Start of Records supplied

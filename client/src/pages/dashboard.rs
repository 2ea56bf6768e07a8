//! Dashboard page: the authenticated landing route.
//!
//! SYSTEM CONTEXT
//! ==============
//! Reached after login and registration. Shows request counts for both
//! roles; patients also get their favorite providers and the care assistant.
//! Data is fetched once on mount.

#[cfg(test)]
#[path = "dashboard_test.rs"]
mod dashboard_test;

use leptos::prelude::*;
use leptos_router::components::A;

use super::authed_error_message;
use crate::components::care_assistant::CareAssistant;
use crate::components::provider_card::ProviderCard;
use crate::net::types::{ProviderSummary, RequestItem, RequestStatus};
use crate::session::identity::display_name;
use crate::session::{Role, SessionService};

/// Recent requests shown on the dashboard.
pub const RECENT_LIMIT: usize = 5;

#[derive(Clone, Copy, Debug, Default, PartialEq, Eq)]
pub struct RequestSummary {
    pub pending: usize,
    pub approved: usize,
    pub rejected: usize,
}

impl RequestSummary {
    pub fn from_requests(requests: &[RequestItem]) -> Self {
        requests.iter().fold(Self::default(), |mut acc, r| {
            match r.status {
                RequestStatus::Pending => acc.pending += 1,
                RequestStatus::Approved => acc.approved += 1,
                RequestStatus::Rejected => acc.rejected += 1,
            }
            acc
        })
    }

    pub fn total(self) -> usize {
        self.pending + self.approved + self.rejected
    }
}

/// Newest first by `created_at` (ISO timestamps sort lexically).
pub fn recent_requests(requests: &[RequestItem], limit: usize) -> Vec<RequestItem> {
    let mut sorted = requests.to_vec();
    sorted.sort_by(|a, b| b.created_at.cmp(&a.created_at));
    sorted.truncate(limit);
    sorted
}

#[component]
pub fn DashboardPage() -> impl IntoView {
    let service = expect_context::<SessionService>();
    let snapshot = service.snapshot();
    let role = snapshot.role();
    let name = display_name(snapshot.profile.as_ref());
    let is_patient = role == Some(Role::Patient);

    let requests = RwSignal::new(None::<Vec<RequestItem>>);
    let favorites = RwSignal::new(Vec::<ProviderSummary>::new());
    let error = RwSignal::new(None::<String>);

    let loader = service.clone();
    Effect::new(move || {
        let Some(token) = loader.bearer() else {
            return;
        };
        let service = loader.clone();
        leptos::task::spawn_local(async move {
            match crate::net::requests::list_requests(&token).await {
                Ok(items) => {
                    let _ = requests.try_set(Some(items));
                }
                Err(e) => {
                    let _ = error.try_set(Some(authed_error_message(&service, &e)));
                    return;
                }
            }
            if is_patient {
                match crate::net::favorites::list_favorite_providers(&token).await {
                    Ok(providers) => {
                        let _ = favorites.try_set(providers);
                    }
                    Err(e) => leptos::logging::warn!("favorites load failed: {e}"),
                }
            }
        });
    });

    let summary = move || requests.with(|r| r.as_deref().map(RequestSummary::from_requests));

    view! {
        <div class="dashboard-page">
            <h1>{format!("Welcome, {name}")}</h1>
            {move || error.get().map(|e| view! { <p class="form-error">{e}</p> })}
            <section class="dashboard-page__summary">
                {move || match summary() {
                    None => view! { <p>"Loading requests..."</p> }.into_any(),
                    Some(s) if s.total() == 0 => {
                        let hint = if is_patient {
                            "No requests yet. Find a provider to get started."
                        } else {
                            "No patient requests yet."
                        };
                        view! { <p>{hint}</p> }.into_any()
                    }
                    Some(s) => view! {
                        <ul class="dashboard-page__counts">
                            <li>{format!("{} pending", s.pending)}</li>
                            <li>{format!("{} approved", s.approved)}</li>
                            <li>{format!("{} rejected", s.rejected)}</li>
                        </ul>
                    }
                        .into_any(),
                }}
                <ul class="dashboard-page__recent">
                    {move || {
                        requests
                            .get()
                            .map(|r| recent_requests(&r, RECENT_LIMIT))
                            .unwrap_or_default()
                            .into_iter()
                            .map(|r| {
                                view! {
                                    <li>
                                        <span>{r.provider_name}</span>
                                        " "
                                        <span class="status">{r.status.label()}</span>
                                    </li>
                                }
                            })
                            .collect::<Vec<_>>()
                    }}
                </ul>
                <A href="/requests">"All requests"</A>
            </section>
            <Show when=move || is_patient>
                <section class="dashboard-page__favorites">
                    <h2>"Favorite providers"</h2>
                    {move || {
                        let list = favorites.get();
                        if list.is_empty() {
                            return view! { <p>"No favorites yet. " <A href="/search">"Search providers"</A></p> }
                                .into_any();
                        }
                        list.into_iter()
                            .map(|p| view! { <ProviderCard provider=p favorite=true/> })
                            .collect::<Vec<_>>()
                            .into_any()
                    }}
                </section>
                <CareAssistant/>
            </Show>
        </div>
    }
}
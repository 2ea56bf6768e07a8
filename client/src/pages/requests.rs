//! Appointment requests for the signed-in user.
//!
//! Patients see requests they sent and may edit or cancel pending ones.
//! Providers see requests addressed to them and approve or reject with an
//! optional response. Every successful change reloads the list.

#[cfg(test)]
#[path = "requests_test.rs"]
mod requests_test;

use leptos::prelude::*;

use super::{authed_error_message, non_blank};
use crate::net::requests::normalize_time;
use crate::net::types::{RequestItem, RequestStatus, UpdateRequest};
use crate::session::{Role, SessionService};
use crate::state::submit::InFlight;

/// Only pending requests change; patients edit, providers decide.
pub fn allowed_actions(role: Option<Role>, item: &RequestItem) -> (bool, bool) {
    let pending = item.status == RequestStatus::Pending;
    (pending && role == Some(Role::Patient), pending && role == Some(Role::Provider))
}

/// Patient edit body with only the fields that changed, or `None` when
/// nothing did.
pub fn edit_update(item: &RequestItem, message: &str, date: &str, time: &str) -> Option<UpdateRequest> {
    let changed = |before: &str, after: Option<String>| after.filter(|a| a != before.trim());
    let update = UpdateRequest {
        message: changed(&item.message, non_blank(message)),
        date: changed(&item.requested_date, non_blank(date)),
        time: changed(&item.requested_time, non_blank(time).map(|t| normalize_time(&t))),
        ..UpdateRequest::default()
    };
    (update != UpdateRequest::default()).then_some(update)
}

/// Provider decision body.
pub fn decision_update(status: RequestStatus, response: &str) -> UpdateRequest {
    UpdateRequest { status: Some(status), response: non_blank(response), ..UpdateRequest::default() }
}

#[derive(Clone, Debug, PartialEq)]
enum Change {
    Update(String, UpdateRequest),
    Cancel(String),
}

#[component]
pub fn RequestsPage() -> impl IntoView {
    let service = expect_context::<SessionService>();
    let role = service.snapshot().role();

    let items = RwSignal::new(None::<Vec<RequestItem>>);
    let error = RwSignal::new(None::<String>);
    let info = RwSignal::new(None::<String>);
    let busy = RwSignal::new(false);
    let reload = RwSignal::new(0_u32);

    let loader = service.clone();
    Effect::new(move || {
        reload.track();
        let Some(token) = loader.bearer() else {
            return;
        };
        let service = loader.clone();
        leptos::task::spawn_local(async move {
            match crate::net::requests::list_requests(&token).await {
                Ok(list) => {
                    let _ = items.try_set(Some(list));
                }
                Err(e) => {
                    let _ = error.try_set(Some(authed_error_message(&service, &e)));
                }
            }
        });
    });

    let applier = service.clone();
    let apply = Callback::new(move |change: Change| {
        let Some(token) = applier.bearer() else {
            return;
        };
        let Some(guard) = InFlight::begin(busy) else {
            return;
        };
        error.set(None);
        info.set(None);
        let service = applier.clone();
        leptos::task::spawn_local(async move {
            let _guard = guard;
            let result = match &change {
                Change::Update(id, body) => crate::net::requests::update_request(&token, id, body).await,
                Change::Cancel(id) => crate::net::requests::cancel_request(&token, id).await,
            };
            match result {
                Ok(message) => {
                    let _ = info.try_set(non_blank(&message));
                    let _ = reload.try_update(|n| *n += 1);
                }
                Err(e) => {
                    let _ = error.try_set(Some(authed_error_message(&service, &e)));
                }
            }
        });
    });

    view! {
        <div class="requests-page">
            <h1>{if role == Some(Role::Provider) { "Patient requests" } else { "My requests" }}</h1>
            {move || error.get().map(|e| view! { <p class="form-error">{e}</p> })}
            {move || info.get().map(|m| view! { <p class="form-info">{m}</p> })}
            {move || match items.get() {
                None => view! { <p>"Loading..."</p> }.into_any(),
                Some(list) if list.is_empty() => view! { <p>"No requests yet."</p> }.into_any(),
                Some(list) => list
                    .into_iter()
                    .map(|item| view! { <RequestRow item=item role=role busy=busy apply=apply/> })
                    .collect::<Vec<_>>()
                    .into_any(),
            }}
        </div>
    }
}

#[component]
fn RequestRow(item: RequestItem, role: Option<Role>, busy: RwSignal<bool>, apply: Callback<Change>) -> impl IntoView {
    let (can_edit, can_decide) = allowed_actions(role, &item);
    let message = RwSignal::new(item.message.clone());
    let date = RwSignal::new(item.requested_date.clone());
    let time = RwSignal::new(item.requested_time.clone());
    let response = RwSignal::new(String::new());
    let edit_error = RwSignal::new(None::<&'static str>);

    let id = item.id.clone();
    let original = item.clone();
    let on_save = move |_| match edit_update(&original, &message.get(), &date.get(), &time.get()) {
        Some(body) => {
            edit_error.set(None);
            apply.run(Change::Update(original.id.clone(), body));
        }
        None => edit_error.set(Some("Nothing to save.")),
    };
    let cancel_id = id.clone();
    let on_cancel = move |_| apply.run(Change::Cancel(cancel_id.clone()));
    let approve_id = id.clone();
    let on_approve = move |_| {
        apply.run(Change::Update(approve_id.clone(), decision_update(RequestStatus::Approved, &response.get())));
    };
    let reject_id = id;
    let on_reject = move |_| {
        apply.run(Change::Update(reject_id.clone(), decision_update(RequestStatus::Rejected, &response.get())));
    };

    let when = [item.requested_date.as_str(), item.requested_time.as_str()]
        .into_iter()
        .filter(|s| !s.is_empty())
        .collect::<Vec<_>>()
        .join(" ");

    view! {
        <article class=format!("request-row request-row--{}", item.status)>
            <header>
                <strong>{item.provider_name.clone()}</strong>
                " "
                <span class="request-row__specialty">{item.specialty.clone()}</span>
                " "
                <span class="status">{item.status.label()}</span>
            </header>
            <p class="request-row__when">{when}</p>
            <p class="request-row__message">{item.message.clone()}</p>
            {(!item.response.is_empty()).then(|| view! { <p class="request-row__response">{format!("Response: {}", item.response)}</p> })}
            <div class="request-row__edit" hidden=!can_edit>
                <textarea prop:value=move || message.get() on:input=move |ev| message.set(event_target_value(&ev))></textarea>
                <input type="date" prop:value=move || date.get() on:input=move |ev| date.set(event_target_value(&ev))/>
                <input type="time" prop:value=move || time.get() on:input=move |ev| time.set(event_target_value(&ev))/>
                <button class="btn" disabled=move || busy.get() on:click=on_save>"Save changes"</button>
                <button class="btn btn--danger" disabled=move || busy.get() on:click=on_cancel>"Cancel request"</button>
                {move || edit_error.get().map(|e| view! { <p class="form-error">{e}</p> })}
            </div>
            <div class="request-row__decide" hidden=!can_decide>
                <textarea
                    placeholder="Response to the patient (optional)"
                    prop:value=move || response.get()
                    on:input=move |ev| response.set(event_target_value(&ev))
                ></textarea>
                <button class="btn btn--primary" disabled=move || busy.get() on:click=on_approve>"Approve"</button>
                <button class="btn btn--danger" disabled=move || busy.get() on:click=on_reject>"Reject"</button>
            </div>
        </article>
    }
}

End of Records supplied

Activity: Which lines in the records above include the word "items"? Copy them out.

Expected answer:
                Ok(items) => {
                    let _ = requests.try_set(Some(items));
    let items = RwSignal::new(None::<Vec<RequestItem>>);
                    let _ = items.try_set(Some(list));
            {move || match items.get() {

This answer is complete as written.